PhD Candidate in Cultural Anthropology
Supervisors: Dr Catherine Trundle and Dr Caroline Bennett
Exploring Surrogacy within New Zealand
A topic that is found at the intersection of parenthood, medical interventions, and politics, surrogacy engages with the social and ethical implications of medicine and biotechnology. In New Zealand, whilst commissioning someone to carry a baby is prohibited, altruistic surrogacy is legal. This includes traditional or partial surrogacy (whereby the woman also donates genetic material as well as carrying the baby) and gestational (where the woman has no genetic connection to the baby).
The Ethics Committee on Assisted Reproductive Technology (ECART) claim that the shortage of surrogates and eggs (where required) motivates New Zealanders to go overseas to locate Cross-Border Reproductive Services, or international surrogacy. The practice is not prohibited by New Zealand law, yet with no international guidelines in place, this global market carries the dangers of intended parents and surrogates being exploited. As a result, offspring can be left vulnerable, with possible parent-child, immigration and citizenship status in question. I aim to situate the global debate within a local purview to facilitate discussion on how New Zealand domestic surrogacy regulations influence people in their decision to pursue surrogacy overseas.

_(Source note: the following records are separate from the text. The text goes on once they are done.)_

use async_trait::async_trait;
use chrono::DateTime;
use chrono::Utc;
use forge_core::asset::Asset;
use forge_core::asset::AssetStatus;
use forge_core::asset::AssetVersion;
use forge_core::asset::ExtractionTier;
use forge_core::asset::SourceType;
use forge_core::extraction::ExtractionResult;
use forge_core::extraction::ExtractionStatus;
use forge_core::hashing::ContentHash;
use forge_core::ids::AssetId;
use forge_core::ids::ExtractionResultId;
use forge_core::ids::OrganizationId;
use forge_core::ids::RunGroupId;
use forge_core::ids::RunId;
use forge_core::ids::TraceId;
use forge_core::ids::UserId;
use forge_core::interfaces::RunFilter;
use forge_core::interfaces::RunGroupStore;
use forge_core::interfaces::RunStore;
use forge_core::interfaces::StoreError;
use forge_core::run::LogLevel;
use forge_core::run::Progress;
use forge_core::run::Run;
use forge_core::run::RunEventType;
use forge_core::run::RunLogEvent;
use forge_core::run::RunOrigin;
use forge_core::run::RunStatus;
use forge_core::run::RunType;
use forge_core::run_group::GroupCompletion;
use forge_core::run_group::GroupStatus;
use forge_core::run_group::RunGroup;
use forge_core::scheduled_task::ScheduledTask;
use forge_core::scheduled_task::ScopeType;
use forge_queue::AssetStore;
use forge_queue::ExtractionResultStore;
use forge_scheduler::ports::ScheduledTaskStore;
use rusqlite::Connection;
use rusqlite::OptionalExtension;
use rusqlite::params;
use serde_json::Value as Json;

use crate::error::SqliteStoreError;
use crate::schema::initialize_schema;

// ============================================================================
// SECTION: Config
// ============================================================================

/// Where [`SqliteStore`] keeps its data.
#[derive(Debug, Clone)]
pub enum SqliteStoreConfig {
    /// A file on disk. Created if it does not exist.
    File(PathBuf),
    /// An in-process, non-persistent database (tests only).
    InMemory,
}

impl SqliteStoreConfig {
    /// Convenience constructor for a file-backed store.
    #[must_use]
    pub fn file(path: impl AsRef<Path>) -> Self {
        Self::File(path.as_ref().to_path_buf())
    }
}

// ============================================================================
// SECTION: SqliteStore
// ============================================================================

/// SQLite-backed [`RunStore`] and [`RunGroupStore`].
#[derive(Clone)]
pub struct SqliteStore {
    connection: Arc<Mutex<Connection>>,
}

impl SqliteStore {
    /// Opens (or creates) the database and initializes the schema.
    ///
    /// # Errors
    ///
    /// Returns [`SqliteStoreError`] when the connection cannot be opened or
    /// the schema cannot be created.
    pub fn open(config: &SqliteStoreConfig) -> Result<Self, SqliteStoreError> {
        let connection = match config {
            SqliteStoreConfig::File(path) => Connection::open(path)?,
            SqliteStoreConfig::InMemory => Connection::open_in_memory()?,
        };
        initialize_schema(&connection)?;
        Ok(Self {
            connection: Arc::new(Mutex::new(connection)),
        })
    }

    /// Runs a blocking closure against the shared connection on a blocking
    /// thread, translating join failures into [`StoreError::Io`].
    pub(crate) async fn with_connection<T, F>(&self, f: F) -> Result<T, StoreError>
    where
        F: FnOnce(&Connection) -> Result<T, SqliteStoreError> + Send + 'static,
        T: Send + 'static,
    {
        let connection = Arc::clone(&self.connection);
        tokio::task::spawn_blocking(move || {
            #[allow(clippy::expect_used, reason = "a poisoned mutex means a prior panic already corrupted process state")]
            let guard = connection.lock().expect("sqlite connection mutex poisoned");
            f(&guard)
        })
        .await
        .map_err(|join_error| StoreError::Io(join_error.to_string()))?
        .map_err(StoreError::from)
    }
}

For my research, I will be exploring the everyday domain of reproductive practices and conducting experience-centred research that examines the reproductive hopes, motivations, and experiences of intended parents and surrogates. This includes how they navigate the biomedical, legal, and regulatory processes and challenges. I am particularly interested in personal narratives in response to contested citizenship rights when a parent has ‘biological status’ without the parental privileges that a surrogate mother receives, altruistic notions of ‘gift giving’ and monetary payment as two distinct payment types, and how peoples’ relationships are constructed via changing circumstances and to see when these intersect with or are distinct from bureaucratic and medical worlds. I seek to contribute to policy, ethical, and regulatory debates regarding surrogacy, as well as the broader topic of reproduction and parenthood in contemporary New Zealand.